> Material for the task:
# # # # #

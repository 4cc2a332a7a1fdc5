use crate::*;
use std::convert::TryFrom;

/// Rectangle of a frame, bounds inclusive, in top-down coordinates.
#[derive(Clone, Copy, Debug, PartialEq, Eq)]
pub struct Region {
    pub x0: u32,
    pub x1: u32,
    pub y0: u32,
    pub y1: u32,
    pub stride: u8,
    pub skip: bool,
}

impl Region {
    pub fn full_frame(params: &Params) -> Self {
        Self {
            x0: 0,
            x1: params.width,
            y0: 0,
            y1: params.height,
            stride: 0,
            skip: false,
        }
    }

    /// Parses one region-file line: `x0, y0, x1, y1, stride + 1, skip + 1`,
    /// with both y values measured from the bottom of the frame.
    pub fn parse(params: &Params, line: usize, text: &str) -> Result<Self> {
        let mut fields = text.split(',');

        let mut next = |name: &str| -> Result<i64> {
            let raw = fields
                .next()
                .ok_or_else(|| Error::parse(line, format!("missing field `{}`", name)))?;

            parse_number(raw).ok_or_else(|| {
                Error::parse(line, format!("field `{}` isn't a number: {:?}", name, raw.trim()))
            })
        };

        let x0 = next("x0")?;
        let y0 = next("y0")?;
        let x1 = next("x1")?;
        let y1 = next("y1")?;
        let stride = next("stride")?;
        let skip = next("skip")?;

        Ok(Self {
            x0: column(line, "x0", x0)?,
            x1: column(line, "x1", x1)?,
            y0: flip(params, line, "y0", y0)?,
            y1: flip(params, line, "y1", y1)?,
            stride: stride.wrapping_sub(1) as u8,
            skip: skip.wrapping_sub(1) != 0,
        })
    }

    pub fn contains(&self, x: u32, row: u32) -> bool {
        self.x0 <= x && x <= self.x1 && self.y0 <= row && row <= self.y1
    }

    /// Classification this region alone gives to the block starting at `x`.
    pub fn class_at(&self, x: u32) -> BlockClass {
        BlockClass::resolve(x & (self.stride as u32) > 0, self.skip)
    }

    fn is_inverted(&self) -> bool {
        self.x0 > self.x1 || self.y0 > self.y1
    }
}

fn parse_number(raw: &str) -> Option<i64> {
    let raw = raw.trim();

    raw.parse::<i64>().ok().or_else(|| {
        raw.parse::<f64>()
            .ok()
            .filter(|value| value.is_finite())
            .map(|value| value.trunc() as i64)
    })
}

fn column(line: usize, name: &str, value: i64) -> Result<u32> {
    u32::try_from(value)
        .map_err(|_| Error::parse(line, format!("field `{}` is out of range: {}", name, value)))
}

fn flip(params: &Params, line: usize, name: &str, value: i64) -> Result<u32> {
    let row = (params.height as i64)
        .checked_sub(value)
        .ok_or_else(|| Error::parse(line, format!("field `{}` is out of range: {}", name, value)))?;

    column(line, name, row.max(0))
}

/// Regions of one frame, sorted by `x0`; never empty.
#[derive(Clone, Debug, PartialEq, Eq)]
pub struct RegionSet {
    regions: Vec<Region>,
}

impl RegionSet {
    pub fn new(params: &Params, mut regions: Vec<Region>) -> Self {
        if regions.is_empty() {
            regions.push(Region::full_frame(params));
        }

        for region in regions.iter().filter(|region| region.is_inverted()) {
            tracing::warn!(?region, "region has inverted bounds and will never match");
        }

        regions.sort_by_key(|region| region.x0);

        Self { regions }
    }

    pub fn full_frame(params: &Params) -> Self {
        Self::new(params, Vec::new())
    }

    pub fn parse(params: &Params, text: &str) -> Result<Self> {
        let regions = text
            .lines()
            .enumerate()
            .filter(|(_, line)| !line.trim().is_empty())
            .map(|(idx, line)| Region::parse(params, idx + 1, line))
            .collect::<Result<_>>()?;

        Ok(Self::new(params, regions))
    }

    pub fn iter(&self) -> impl Iterator<Item = &Region> + '_ {
        self.regions.iter()
    }

    pub fn len(&self) -> usize {
        self.regions.len()
    }
}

# # # # #

> What you have to do:
What number of lines in the data above include the string "RegionSet"? Answer with that number only.

> Reply to the task:
2